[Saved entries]
+ + + +

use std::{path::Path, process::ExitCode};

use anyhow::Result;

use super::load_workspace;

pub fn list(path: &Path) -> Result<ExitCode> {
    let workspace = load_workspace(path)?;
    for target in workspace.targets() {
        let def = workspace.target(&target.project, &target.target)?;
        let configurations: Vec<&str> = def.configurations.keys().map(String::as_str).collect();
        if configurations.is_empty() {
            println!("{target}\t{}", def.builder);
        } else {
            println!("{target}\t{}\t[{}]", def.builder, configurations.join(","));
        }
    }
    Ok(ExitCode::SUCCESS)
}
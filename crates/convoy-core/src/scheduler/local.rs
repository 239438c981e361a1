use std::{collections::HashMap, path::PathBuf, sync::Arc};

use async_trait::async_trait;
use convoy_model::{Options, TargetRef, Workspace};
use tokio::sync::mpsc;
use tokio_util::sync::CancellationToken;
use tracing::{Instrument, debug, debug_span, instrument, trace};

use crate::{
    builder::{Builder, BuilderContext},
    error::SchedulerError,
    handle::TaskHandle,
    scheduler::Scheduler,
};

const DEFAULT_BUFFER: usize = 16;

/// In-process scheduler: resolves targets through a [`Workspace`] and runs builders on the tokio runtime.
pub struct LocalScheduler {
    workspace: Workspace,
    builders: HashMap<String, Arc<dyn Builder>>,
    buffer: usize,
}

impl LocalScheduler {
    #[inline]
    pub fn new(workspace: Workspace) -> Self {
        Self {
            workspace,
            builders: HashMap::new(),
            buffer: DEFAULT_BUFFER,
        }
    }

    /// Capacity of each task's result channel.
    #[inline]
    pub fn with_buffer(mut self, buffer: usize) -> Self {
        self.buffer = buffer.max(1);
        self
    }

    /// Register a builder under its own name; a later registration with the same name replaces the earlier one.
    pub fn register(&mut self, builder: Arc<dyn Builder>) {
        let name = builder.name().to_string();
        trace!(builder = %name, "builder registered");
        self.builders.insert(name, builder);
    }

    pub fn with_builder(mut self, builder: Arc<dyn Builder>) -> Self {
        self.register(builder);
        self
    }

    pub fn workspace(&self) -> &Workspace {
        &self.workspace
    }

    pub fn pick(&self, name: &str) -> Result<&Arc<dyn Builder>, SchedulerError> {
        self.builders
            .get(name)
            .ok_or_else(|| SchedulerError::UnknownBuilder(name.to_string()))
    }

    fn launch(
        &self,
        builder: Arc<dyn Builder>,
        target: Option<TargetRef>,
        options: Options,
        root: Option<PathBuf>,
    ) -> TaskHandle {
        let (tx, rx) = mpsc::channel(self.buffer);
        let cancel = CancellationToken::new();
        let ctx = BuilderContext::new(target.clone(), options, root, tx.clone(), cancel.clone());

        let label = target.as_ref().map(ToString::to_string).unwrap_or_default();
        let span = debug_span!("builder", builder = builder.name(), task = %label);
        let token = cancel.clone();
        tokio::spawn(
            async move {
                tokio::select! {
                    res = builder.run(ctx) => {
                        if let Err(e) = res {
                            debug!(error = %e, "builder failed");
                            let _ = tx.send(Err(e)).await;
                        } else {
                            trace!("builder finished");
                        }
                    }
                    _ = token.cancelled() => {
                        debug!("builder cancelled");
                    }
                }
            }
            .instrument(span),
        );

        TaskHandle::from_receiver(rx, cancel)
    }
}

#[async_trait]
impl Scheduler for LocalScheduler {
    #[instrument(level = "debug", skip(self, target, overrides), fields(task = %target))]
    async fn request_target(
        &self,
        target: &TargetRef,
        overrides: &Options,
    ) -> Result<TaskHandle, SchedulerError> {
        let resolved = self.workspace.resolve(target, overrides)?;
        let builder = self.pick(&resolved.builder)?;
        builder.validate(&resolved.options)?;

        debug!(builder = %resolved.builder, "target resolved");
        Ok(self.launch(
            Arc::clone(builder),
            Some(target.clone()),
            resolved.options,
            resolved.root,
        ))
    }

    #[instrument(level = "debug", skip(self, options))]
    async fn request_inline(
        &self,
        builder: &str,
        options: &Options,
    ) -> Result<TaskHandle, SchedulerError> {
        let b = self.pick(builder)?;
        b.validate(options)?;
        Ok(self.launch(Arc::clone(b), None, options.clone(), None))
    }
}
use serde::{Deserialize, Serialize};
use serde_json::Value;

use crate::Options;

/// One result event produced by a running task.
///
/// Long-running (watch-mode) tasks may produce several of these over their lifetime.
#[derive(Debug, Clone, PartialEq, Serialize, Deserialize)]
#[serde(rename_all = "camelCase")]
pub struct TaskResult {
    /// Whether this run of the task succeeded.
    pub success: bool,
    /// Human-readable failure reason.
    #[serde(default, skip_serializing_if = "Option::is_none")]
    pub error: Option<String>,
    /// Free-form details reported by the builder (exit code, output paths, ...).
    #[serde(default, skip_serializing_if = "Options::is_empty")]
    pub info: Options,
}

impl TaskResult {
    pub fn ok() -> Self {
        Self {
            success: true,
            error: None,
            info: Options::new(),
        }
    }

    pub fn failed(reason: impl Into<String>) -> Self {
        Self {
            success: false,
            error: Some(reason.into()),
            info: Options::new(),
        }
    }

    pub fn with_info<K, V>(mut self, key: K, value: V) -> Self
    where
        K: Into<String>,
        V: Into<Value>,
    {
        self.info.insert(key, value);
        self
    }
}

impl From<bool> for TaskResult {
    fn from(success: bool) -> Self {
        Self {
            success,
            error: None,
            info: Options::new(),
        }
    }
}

+ + + +

Work required: Return the entries above exactly as they appear.

Written solution:
use std::{path::Path, process::ExitCode};

use anyhow::Result;

use super::load_workspace;

pub fn list(path: &Path) -> Result<ExitCode> {
    let workspace = load_workspace(path)?;
    for target in workspace.targets() {
        let def = workspace.target(&target.project, &target.target)?;
        let configurations: Vec<&str> = def.configurations.keys().map(String::as_str).collect();
        if configurations.is_empty() {
            println!("{target}\t{}", def.builder);
        } else {
            println!("{target}\t{}\t[{}]", def.builder, configurations.join(","));
        }
    }
    Ok(ExitCode::SUCCESS)
}
filename crates/convoy-core/src/scheduler/local.rs
repository 239438c981e361a1
use std::{collections::HashMap, path::PathBuf, sync::Arc};

use async_trait::async_trait;
use convoy_model::{Options, TargetRef, Workspace};
use tokio::sync::mpsc;
use tokio_util::sync::CancellationToken;
use tracing::{Instrument, debug, debug_span, instrument, trace};

use crate::{
    builder::{Builder, BuilderContext},
    error::SchedulerError,
    handle::TaskHandle,
    scheduler::Scheduler,
};

const DEFAULT_BUFFER: usize = 16;

/// In-process scheduler: resolves targets through a [`Workspace`] and runs builders on the tokio runtime.
pub struct LocalScheduler {
    workspace: Workspace,
    builders: HashMap<String, Arc<dyn Builder>>,
    buffer: usize,
}

impl LocalScheduler {
    #[inline]
    pub fn new(workspace: Workspace) -> Self {
        Self {
            workspace,
            builders: HashMap::new(),
            buffer: DEFAULT_BUFFER,
        }
    }

    /// Capacity of each task's result channel.
    #[inline]
    pub fn with_buffer(mut self, buffer: usize) -> Self {
        self.buffer = buffer.max(1);
        self
    }

    /// Register a builder under its own name; a later registration with the same name replaces the earlier one.
    pub fn register(&mut self, builder: Arc<dyn Builder>) {
        let name = builder.name().to_string();
        trace!(builder = %name, "builder registered");
        self.builders.insert(name, builder);
    }

    pub fn with_builder(mut self, builder: Arc<dyn Builder>) -> Self {
        self.register(builder);
        self
    }

    pub fn workspace(&self) -> &Workspace {
        &self.workspace
    }

    pub fn pick(&self, name: &str) -> Result<&Arc<dyn Builder>, SchedulerError> {
        self.builders
            .get(name)
            .ok_or_else(|| SchedulerError::UnknownBuilder(name.to_string()))
    }

    fn launch(
        &self,
        builder: Arc<dyn Builder>,
        target: Option<TargetRef>,
        options: Options,
        root: Option<PathBuf>,
    ) -> TaskHandle {
        let (tx, rx) = mpsc::channel(self.buffer);
        let cancel = CancellationToken::new();
        let ctx = BuilderContext::new(target.clone(), options, root, tx.clone(), cancel.clone());

        let label = target.as_ref().map(ToString::to_string).unwrap_or_default();
        let span = debug_span!("builder", builder = builder.name(), task = %label);
        let token = cancel.clone();
        tokio::spawn(
            async move {
                tokio::select! {
                    res = builder.run(ctx) => {
                        if let Err(e) = res {
                            debug!(error = %e, "builder failed");
                            let _ = tx.send(Err(e)).await;
                        } else {
                            trace!("builder finished");
                        }
                    }
                    _ = token.cancelled() => {
                        debug!("builder cancelled");
                    }
                }
            }
            .instrument(span),
        );

        TaskHandle::from_receiver(rx, cancel)
    }
}

#[async_trait]
impl Scheduler for LocalScheduler {
    #[instrument(level = "debug", skip(self, target, overrides), fields(task = %target))]
    async fn request_target(
        &self,
        target: &TargetRef,
        overrides: &Options,
    ) -> Result<TaskHandle, SchedulerError> {
        let resolved = self.workspace.resolve(target, overrides)?;
        let builder = self.pick(&resolved.builder)?;
        builder.validate(&resolved.options)?;

        debug!(builder = %resolved.builder, "target resolved");
        Ok(self.launch(
            Arc::clone(builder),
            Some(target.clone()),
            resolved.options,
            resolved.root,
        ))
    }

    #[instrument(level = "debug", skip(self, options))]
    async fn request_inline(
        &self,
        builder: &str,
        options: &Options,
    ) -> Result<TaskHandle, SchedulerError> {
        let b = self.pick(builder)?;
        b.validate(options)?;
        Ok(self.launch(Arc::clone(b), None, options.clone(), None))
    }
}
use serde::{Deserialize, Serialize};
use serde_json::Value;

use crate::Options;

/// One result event produced by a running task.
///
/// Long-running (watch-mode) tasks may produce several of these over their lifetime.
#[derive(Debug, Clone, PartialEq, Serialize, Deserialize)]
#[serde(rename_all = "camelCase")]
pub struct TaskResult {
    /// Whether this run of the task succeeded.
    pub success: bool,
    /// Human-readable failure reason.
    #[serde(default, skip_serializing_if = "Option::is_none")]
    pub error: Option<String>,
    /// Free-form details reported by the builder (exit code, output paths, ...).
    #[serde(default, skip_serializing_if = "Options::is_empty")]
    pub info: Options,
}

impl TaskResult {
    pub fn ok() -> Self {
        Self {
            success: true,
            error: None,
            info: Options::new(),
        }
    }

    pub fn failed(reason: impl Into<String>) -> Self {
        Self {
            success: false,
            error: Some(reason.into()),
            info: Options::new(),
        }
    }

    pub fn with_info<K, V>(mut self, key: K, value: V) -> Self
    where
        K: Into<String>,
        V: Into<Value>,
    {
        self.info.insert(key, value);
        self
    }
}

impl From<bool> for TaskResult {
    fn from(success: bool) -> Self {
        Self {
            success,
            error: None,
            info: Options::new(),
        }
    }
}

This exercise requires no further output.